Reprise de Sernam: Geodis se décide ce soir

Le groupe Geodis, unique candidat à la reprise partielle du transporteur Sernam, en redressement judiciaire, devait tenir lundi soir un conseil d'administration pour décider du maintien ou du retrait de son offre, a appris l'AFP de sources proches du dossier.[AFP/Archives]

Le groupe Geodis, unique candidat à la reprise partielle du transporteur Sernam, en redressement judiciaire, devait tenir lundi soir un conseil d'administration pour décider du maintien ou du retrait de son offre, a appris l'AFP de sources proches du dossier.

"Geodis se réunit ce soir en conseil d'administration au cours duquel il doit décider de maintenir ou non son offre concernant la Sernam", a indiqué à l'AFP l'une de ces sources.

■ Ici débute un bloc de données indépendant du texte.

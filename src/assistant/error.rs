//! Errors returned by the assistant API client.

/// Errors that can occur talking to the assistants API.
#[derive(Debug, thiserror::Error)]
pub(crate) enum AssistantError {
    /// 401 or 403.
    #[error("authentication error: {0}")]
    Auth(String),

    /// 404 Not Found.
    #[error("not found: {0}")]
    NotFound(String),

    /// 400 Bad Request.
    #[error("validation error: {0}")]
    Validation(String),

    /// 429 Too Many Requests.
    #[error("rate limited: {0}")]
    RateLimited(String),

    /// Any other non-success status.
    #[error("server error ({status}): {message}")]
    Server { status: u16, message: String },

    /// Network / connection error.
    #[error("network error: {0}")]
    Network(#[from] reqwest::Error),

    /// SSE streaming error.
    #[error("stream error: {0}")]
    Stream(String),

    /// JSON serialization/deserialization error.
    #[error("json error: {0}")]
    Json(#[from] serde_json::Error),
}

impl AssistantError {
    pub fn is_auth(&self) -> bool {
        matches!(self, Self::Auth(_))
    }

    pub fn is_not_found(&self) -> bool {
        matches!(self, Self::NotFound(_))
    }
}

pub(crate) type Result<T> = std::result::Result<T, AssistantError>;

/// Map an HTTP status + body to the appropriate error variant.
///
/// The API wraps failures as `{"error": {"message": "..."}}`; anything else
/// is passed through as the raw body.
pub(crate) fn error_from_status(status: u16, body: &str) -> AssistantError {
    let message = serde_json::from_str::<serde_json::Value>(body)
        .ok()
        .and_then(|v| {
            let error = v.get("error")?;
            error
                .get("message")
                .and_then(|m| m.as_str())
                .or_else(|| error.as_str())
                .map(String::from)
        })
        .unwrap_or_else(|| body.to_string());

    match status {
        400 => AssistantError::Validation(message),
        401 | 403 => AssistantError::Auth(message),
        404 => AssistantError::NotFound(message),
        429 => AssistantError::RateLimited(message),
        _ => AssistantError::Server { status, message },
    }
}
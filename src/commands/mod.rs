//! CLI command implementations.
//!
//! Each submodule implements a proofrun CLI command with pure core logic
//! separated from IO for testability. The helpers here build the clients a
//! command needs from the loaded config; nothing is global.

pub mod assistant;
pub mod chat;
pub mod clean;
pub mod init;
pub mod news;
pub mod run;

use anyhow::{Context, Result};
use std::path::PathBuf;
use std::sync::Arc;
use std::time::Duration;

use crate::assistant::{AssistantClient, AssistantError, ToolRegistry};
use crate::config::{Config, Secrets};
use crate::embeddings::{ChromaStore, EmbeddingClient, NewsIndex};
use crate::news::{NewsCache, NewsClient};
use crate::retry::RetryController;
use crate::sandbox::DockerSandbox;
use crate::tools::{QueryNewsTool, RunCodeTool};

/// Load `proofrun.toml` from the current directory (defaults if absent).
pub(crate) fn load_config() -> Result<(PathBuf, Config)> {
    let cwd = std::env::current_dir().context("Failed to get current directory")?;
    let config = Config::load(&cwd)?;
    Ok((cwd, config))
}

fn request_timeout(config: &Config) -> Duration {
    Duration::from_secs(config.openai.timeout_secs)
}

pub(crate) fn retry_controller(config: &Config) -> RetryController {
    let sandbox = DockerSandbox::new(config.sandbox.clone());
    RetryController::new(Arc::new(sandbox), config.retry.max_attempts)
}

pub(crate) fn assistant_client(config: &Config, secrets: &Secrets) -> Result<AssistantClient> {
    let api_key = secrets.require_openai()?;
    AssistantClient::new(&config.openai.base_url, api_key, request_timeout(config))
        .context("Failed to build assistant client")
}

pub(crate) fn news_index(config: &Config, secrets: &Secrets) -> Result<NewsIndex> {
    let api_key = secrets.require_openai()?;
    let embedder = EmbeddingClient::new(
        &config.openai.base_url,
        api_key,
        &config.embeddings.model,
        request_timeout(config),
    )
    .context("Failed to build embedding client")?;
    let store = ChromaStore::new(
        &config.vector_store.url,
        &config.vector_store.collection,
        request_timeout(config),
    )
    .context("Failed to build vector store client")?;

    Ok(NewsIndex::new(
        Arc::new(embedder),
        Arc::new(store),
        config.embeddings.batch_size,
    ))
}

pub(crate) fn news_client(config: &Config) -> Result<(NewsClient, NewsCache)> {
    let client = NewsClient::new(&config.news.base_url, request_timeout(config))
        .context("Failed to build news client")?;
    let cache = NewsCache::new(config.news.resolved_cache_dir(), config.news.cache_ttl_hours);
    Ok((client, cache))
}

/// Wrap an assistant API failure, hinting at the usual fix.
pub(crate) fn assistant_failure(context: &str, err: AssistantError) -> anyhow::Error {
    let hint = if err.is_auth() {
        " (check OPENAI_API_KEY)"
    } else if err.is_not_found() {
        " (check --assistant-id or [assistant] id)"
    } else {
        ""
    };
    anyhow::Error::new(err).context(format!("{context}{hint}"))
}

/// Every tool the assistant can call, plus the hosted code interpreter.
pub(crate) fn tool_registry(config: &Config, secrets: &Secrets) -> Result<ToolRegistry> {
    Ok(ToolRegistry::new()
        .with_code_interpreter()
        .register(RunCodeTool::new(
            retry_controller(config),
            &config.sandbox.dependency,
        ))
        .register(QueryNewsTool::new(news_index(config, secrets)?)))
}
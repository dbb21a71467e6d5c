//! Function tools exposed to the assistant.
//!
//! `run_code` verifies a code example in the sandbox with retries;
//! `query_news` searches the article index.

use async_trait::async_trait;
use serde::{Deserialize, Serialize};
use serde_json::{json, Value};
use tracing::warn;

use crate::assistant::{error_output, FunctionDefinition, ToolHandler};
use crate::embeddings::{NewsIndex, VectorMatch};
use crate::retry::{RetryController, RetryReport};

pub(crate) const RUN_CODE: &str = "run_code";
pub(crate) const QUERY_NEWS: &str = "query_news";

/// Returned for an empty payload.
pub(crate) const NO_CODE: &str = "No code provided";

/// Default number of articles returned by `query_news`.
const DEFAULT_NUM_RESULTS: usize = 5;

/// Outcome of a verified run, returned to the assistant as JSON.
#[derive(Debug, Clone, PartialEq, Eq, Serialize, Deserialize)]
#[serde(untagged)]
pub(crate) enum ExecutionReport {
    Success {
        example_code: String,
        result: String,
        library_version: Option<String>,
    },
    Failure {
        error: String,
    },
}

impl ExecutionReport {
    pub fn failure(error: impl Into<String>) -> Self {
        Self::Failure {
            error: error.into(),
        }
    }

    pub fn to_json(&self) -> String {
        serde_json::to_string(self).unwrap_or_else(|e| error_output(&e.to_string()))
    }
}

impl From<RetryReport> for ExecutionReport {
    fn from(report: RetryReport) -> Self {
        if report.succeeded() {
            if let Some(attempt) = report.attempts.into_iter().last() {
                return Self::Success {
                    example_code: attempt.payload,
                    result: attempt.output,
                    library_version: attempt.library_version,
                };
            }
        }

        Self::failure(
            report
                .error
                .unwrap_or_else(|| "Failed to run the code".to_string()),
        )
    }
}

/// Run a payload through the retry controller and describe the outcome.
///
/// Empty payloads are rejected without touching the sandbox.
pub(crate) async fn verify(controller: &RetryController, code: &str) -> ExecutionReport {
    if code.trim().is_empty() {
        return ExecutionReport::failure(NO_CODE);
    }
    controller.run(code).await.into()
}

#[derive(Debug, Deserialize)]
struct RunCodeArgs {
    #[serde(default)]
    example_code: String,
}

/// Runs assistant-written code in the sandbox until it works.
pub(crate) struct RunCodeTool {
    controller: RetryController,
    dependency: String,
}

impl RunCodeTool {
    pub fn new(controller: RetryController, dependency: &str) -> Self {
        Self {
            controller,
            dependency: dependency.to_string(),
        }
    }
}

#[async_trait]
impl ToolHandler for RunCodeTool {
    fn definition(&self) -> FunctionDefinition {
        FunctionDefinition {
            name: RUN_CODE.to_string(),
            description: format!(
                "Run a Python code example in a Docker container with the latest {} installed. \
                 Returns the program output and the {} version on success, or an error after \
                 {} failed attempts.",
                self.dependency,
                self.dependency,
                self.controller.max_attempts()
            ),
            parameters: json!({
                "type": "object",
                "properties": {
                    "example_code": {
                        "type": "string",
                        "description": "Complete, runnable Python source code"
                    }
                },
                "required": ["example_code"]
            }),
        }
    }

    async fn call(&self, arguments: Value) -> String {
        let args: RunCodeArgs = match serde_json::from_value(arguments) {
            Ok(args) => args,
            Err(e) => return error_output(&format!("Invalid arguments for {RUN_CODE}: {e}")),
        };
        verify(&self.controller, &args.example_code).await.to_json()
    }
}

#[derive(Debug, Deserialize)]
struct QueryNewsArgs {
    query: String,
    #[serde(default)]
    num_results: Option<usize>,
}

/// One `query_news` hit.
#[derive(Debug, Clone, PartialEq, Serialize)]
pub(crate) struct NewsHit {
    pub article: String,
    /// Vector distance; lower is more relevant.
    pub relevance_score: f32,
}

impl From<VectorMatch> for NewsHit {
    fn from(m: VectorMatch) -> Self {
        Self {
            article: m.document,
            relevance_score: m.distance,
        }
    }
}

/// Semantic search over ingested news articles.
pub(crate) struct QueryNewsTool {
    index: NewsIndex,
}

impl QueryNewsTool {
    pub fn new(index: NewsIndex) -> Self {
        Self { index }
    }
}

#[async_trait]
impl ToolHandler for QueryNewsTool {
    fn definition(&self) -> FunctionDefinition {
        FunctionDefinition {
            name: QUERY_NEWS.to_string(),
            description: "Search recently ingested technology news articles by meaning. \
                          Returns the closest articles with their relevance scores \
                          (lower is more relevant)."
                .to_string(),
            parameters: json!({
                "type": "object",
                "properties": {
                    "query": {
                        "type": "string",
                        "description": "What to search for"
                    },
                    "num_results": {
                        "type": "integer",
                        "description": "How many articles to return",
                        "default": DEFAULT_NUM_RESULTS
                    }
                },
                "required": ["query"]
            }),
        }
    }

    async fn call(&self, arguments: Value) -> String {
        let args: QueryNewsArgs = match serde_json::from_value(arguments) {
            Ok(args) => args,
            Err(e) => return error_output(&format!("Invalid arguments for {QUERY_NEWS}: {e}")),
        };

        let n = args.num_results.unwrap_or(DEFAULT_NUM_RESULTS).max(1);
        match self.index.query(&args.query, n).await {
            Ok(matches) => {
                let hits: Vec<NewsHit> = matches.into_iter().map(NewsHit::from).collect();
                serde_json::to_string(&hits).unwrap_or_else(|e| error_output(&e.to_string()))
            }
            Err(e) => {
                warn!("News query failed: {}", e);
                error_output(&e.to_string())
            }
        }
    }
}
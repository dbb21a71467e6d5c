//! Text embeddings from an OpenAI-compatible `/embeddings` endpoint.

use async_trait::async_trait;
use serde::{Deserialize, Serialize};
use std::time::Duration;
use tracing::debug;

use super::error::{error_message, EmbeddingError, Result};

/// Turns texts into vectors, one per input, in input order.
#[async_trait]
pub(crate) trait Embedder: Send + Sync {
    async fn embed(&self, texts: &[String]) -> Result<Vec<Vec<f32>>>;
}

#[derive(Debug, Serialize)]
struct EmbeddingRequest<'a> {
    model: &'a str,
    input: &'a [String],
}

#[derive(Debug, Deserialize)]
struct EmbeddingResponse {
    data: Vec<EmbeddingData>,
}

#[derive(Debug, Deserialize)]
struct EmbeddingData {
    index: usize,
    embedding: Vec<f32>,
}

#[derive(Debug, Clone)]
pub(crate) struct EmbeddingClient {
    base_url: String,
    api_key: String,
    model: String,
    http: reqwest::Client,
}

impl EmbeddingClient {
    pub fn new(base_url: &str, api_key: &str, model: &str, timeout: Duration) -> Result<Self> {
        let http = reqwest::Client::builder().timeout(timeout).build()?;
        Ok(Self {
            base_url: base_url.trim_end_matches('/').to_string(),
            api_key: api_key.to_string(),
            model: model.to_string(),
            http,
        })
    }
}

#[async_trait]
impl Embedder for EmbeddingClient {
    async fn embed(&self, texts: &[String]) -> Result<Vec<Vec<f32>>> {
        if texts.is_empty() {
            return Ok(Vec::new());
        }

        let url = format!("{}/embeddings", self.base_url);
        debug!("Embedding {} texts with {}", texts.len(), self.model);

        let response = self
            .http
            .post(&url)
            .bearer_auth(&self.api_key)
            .json(&EmbeddingRequest {
                model: &self.model,
                input: texts,
            })
            .send()
            .await?;
        let status = response.status().as_u16();
        let text = response.text().await?;

        if status >= 400 {
            return Err(EmbeddingError::Api {
                status,
                message: error_message(&text),
            });
        }

        let mut body: EmbeddingResponse = serde_json::from_str(&text)?;
        if body.data.len() != texts.len() {
            return Err(EmbeddingError::CountMismatch {
                expected: texts.len(),
                actual: body.data.len(),
            });
        }
        body.data.sort_by_key(|d| d.index);
        Ok(body.data.into_iter().map(|d| d.embedding).collect())
    }
}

Interrogé, le groupe, filiale de la SNCF, a affirmé qu'il ne communiquerait pas sa décision avant l'audience cruciale prévue mardi au tribunal de commerce de Nanterre appelé à se prononcer sur cette offre, seule en lice.

Le projet Geodis prévoit de reprendre une partie des activités de Sernam et environ la moitié de ses salariés (826 personnes sur un effectif total de 1.600). Mais il est conditionné au fait que Geodis n'ait pas à supporter le remboursement, exigé par Bruxelles, de 642 millions d'euros d'aides illégales versées à Sernam jusqu'à sa privatisation en 2005.

Selon une source proche du dossier, "les services techniques de la Commission européenne ont adressé lundi après-midi à la Sernam un avis dans lequel ils estiment qu'il y a bien +discontinuité+ de l'entreprise", condition indispensable à une éventuelle concession de l'exécutif européen.

"Mais ils insistent sur le fait que cet avis n'engage en rien la Commission", a ajouté la même source.

Cette incertitude pourrait du coup pousser Geodis à opter pour un retrait pur et simple de son offre, qui scellerait à court terme le sort de Sernam.

Sernam traverse une situation financière extrêmement difficile, avec "une chute inquiétante du chiffre d'affaires depuis la décision de la Commission européenne d'imposer à l'Etat français de récupérer 642 millions d'euros d'aides illégales", a-t-on souligné de source proche du dossier.

"Une liquidation judiciaire, avec ou sans poursuite d'activité, pourrait être prononcée par le tribunal de commerce dans les jours à venir si Geodis ne se prononce pas rapidement", a-t-on encore précisé.

Selon une source judiciaire, le tribunal de commerce ne devrait pas nécessairement trancher dès mardi, même en cas de retrait de l'offre Geodis, mais les juges consulaires pourraient se prononcer sur la nécessité d'une liquidation rapidement dans la semaine.